**Directions for this task**
Wherever "AppState" appears in the records below, copy the line that holds it.

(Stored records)
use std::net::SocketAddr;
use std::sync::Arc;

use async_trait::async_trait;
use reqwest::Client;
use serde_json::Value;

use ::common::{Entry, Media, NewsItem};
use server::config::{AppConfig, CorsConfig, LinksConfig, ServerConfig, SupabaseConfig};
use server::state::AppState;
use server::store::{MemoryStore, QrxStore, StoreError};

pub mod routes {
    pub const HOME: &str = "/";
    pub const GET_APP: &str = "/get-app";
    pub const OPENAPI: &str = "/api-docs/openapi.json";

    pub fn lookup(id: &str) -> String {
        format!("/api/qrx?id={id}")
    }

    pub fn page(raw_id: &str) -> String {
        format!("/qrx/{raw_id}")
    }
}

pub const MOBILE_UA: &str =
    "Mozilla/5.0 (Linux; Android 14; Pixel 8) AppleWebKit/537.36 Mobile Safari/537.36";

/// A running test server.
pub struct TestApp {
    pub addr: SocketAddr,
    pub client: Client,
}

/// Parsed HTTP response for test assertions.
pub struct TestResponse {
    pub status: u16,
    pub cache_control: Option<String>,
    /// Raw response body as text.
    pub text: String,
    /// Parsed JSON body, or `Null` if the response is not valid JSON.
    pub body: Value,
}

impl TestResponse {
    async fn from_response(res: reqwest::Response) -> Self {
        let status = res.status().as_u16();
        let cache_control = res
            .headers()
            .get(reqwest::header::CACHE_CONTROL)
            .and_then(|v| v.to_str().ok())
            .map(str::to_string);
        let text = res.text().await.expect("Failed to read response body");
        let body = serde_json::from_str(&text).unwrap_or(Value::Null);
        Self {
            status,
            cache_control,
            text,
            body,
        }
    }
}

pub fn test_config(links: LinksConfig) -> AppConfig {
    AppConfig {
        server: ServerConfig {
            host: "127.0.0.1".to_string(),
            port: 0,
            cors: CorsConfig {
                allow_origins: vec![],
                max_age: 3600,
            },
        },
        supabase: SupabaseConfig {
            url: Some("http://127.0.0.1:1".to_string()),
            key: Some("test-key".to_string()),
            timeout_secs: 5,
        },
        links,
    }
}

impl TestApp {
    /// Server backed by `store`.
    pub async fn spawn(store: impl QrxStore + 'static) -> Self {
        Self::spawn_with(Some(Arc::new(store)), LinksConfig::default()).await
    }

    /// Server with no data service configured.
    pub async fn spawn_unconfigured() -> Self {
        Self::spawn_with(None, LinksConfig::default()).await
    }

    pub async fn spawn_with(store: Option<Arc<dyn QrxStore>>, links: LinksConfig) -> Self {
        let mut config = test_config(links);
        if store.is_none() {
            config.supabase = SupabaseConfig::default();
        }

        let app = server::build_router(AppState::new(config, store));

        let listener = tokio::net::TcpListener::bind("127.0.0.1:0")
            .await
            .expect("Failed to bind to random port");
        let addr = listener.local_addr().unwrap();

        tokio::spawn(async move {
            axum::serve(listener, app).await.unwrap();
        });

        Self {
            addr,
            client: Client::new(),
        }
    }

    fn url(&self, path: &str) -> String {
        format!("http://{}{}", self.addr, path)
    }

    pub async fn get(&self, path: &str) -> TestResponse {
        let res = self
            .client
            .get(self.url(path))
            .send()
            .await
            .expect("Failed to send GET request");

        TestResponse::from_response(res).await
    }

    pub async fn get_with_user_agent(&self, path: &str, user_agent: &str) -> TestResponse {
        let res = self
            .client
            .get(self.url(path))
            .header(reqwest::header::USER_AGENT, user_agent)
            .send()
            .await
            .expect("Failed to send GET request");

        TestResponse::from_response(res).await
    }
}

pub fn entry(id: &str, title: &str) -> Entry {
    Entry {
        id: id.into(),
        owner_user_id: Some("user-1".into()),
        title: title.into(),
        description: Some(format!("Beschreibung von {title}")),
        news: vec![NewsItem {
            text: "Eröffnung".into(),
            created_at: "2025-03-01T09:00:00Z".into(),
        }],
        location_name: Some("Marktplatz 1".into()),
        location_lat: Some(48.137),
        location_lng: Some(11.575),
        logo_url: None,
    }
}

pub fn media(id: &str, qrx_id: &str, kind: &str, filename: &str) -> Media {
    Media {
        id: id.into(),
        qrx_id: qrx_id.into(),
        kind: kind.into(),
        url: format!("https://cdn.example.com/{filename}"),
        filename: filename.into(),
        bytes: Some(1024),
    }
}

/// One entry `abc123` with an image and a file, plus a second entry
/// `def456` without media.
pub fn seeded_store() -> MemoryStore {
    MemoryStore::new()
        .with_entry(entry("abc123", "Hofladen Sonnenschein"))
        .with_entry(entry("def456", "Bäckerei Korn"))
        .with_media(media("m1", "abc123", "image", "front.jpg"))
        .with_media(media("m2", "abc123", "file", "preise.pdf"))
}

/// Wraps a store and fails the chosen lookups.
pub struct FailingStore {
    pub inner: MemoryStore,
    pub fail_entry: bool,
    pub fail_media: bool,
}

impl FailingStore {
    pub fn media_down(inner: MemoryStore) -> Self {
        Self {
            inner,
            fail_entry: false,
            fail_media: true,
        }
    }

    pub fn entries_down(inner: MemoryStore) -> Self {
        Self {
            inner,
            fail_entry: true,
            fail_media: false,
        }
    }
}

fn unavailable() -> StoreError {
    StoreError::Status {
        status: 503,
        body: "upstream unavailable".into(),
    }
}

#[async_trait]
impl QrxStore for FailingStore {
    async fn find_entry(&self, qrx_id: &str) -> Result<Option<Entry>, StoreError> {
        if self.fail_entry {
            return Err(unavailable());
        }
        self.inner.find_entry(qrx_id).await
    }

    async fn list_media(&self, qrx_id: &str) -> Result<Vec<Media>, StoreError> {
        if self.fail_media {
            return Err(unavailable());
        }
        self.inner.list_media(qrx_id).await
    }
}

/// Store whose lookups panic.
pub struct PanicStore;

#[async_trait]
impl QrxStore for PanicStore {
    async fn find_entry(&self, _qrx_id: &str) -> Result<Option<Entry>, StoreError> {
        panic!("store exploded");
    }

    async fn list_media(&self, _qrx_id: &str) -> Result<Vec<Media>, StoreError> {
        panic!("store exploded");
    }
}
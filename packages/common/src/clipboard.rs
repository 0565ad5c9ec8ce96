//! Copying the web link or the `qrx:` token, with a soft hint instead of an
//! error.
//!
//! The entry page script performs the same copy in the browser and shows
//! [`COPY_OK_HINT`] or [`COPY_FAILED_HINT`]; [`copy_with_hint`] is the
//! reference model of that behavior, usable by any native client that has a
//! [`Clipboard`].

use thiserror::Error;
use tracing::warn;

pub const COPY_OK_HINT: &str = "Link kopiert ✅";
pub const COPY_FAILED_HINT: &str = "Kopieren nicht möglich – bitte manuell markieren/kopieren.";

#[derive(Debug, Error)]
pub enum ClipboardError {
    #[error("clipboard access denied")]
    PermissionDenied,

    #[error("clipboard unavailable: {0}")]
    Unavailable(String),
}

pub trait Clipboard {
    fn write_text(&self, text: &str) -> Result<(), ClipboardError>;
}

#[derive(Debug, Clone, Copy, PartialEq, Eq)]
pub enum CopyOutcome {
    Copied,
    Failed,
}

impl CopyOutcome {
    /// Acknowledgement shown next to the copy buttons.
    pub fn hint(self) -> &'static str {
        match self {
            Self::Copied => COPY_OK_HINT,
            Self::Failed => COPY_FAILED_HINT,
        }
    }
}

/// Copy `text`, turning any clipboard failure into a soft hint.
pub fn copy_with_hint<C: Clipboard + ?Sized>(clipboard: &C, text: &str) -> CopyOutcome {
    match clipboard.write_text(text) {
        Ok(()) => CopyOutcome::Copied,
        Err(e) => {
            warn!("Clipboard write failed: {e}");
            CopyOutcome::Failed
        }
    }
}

**Task answer**
use server::state::AppState;
        let app = server::build_router(AppState::new(config, store));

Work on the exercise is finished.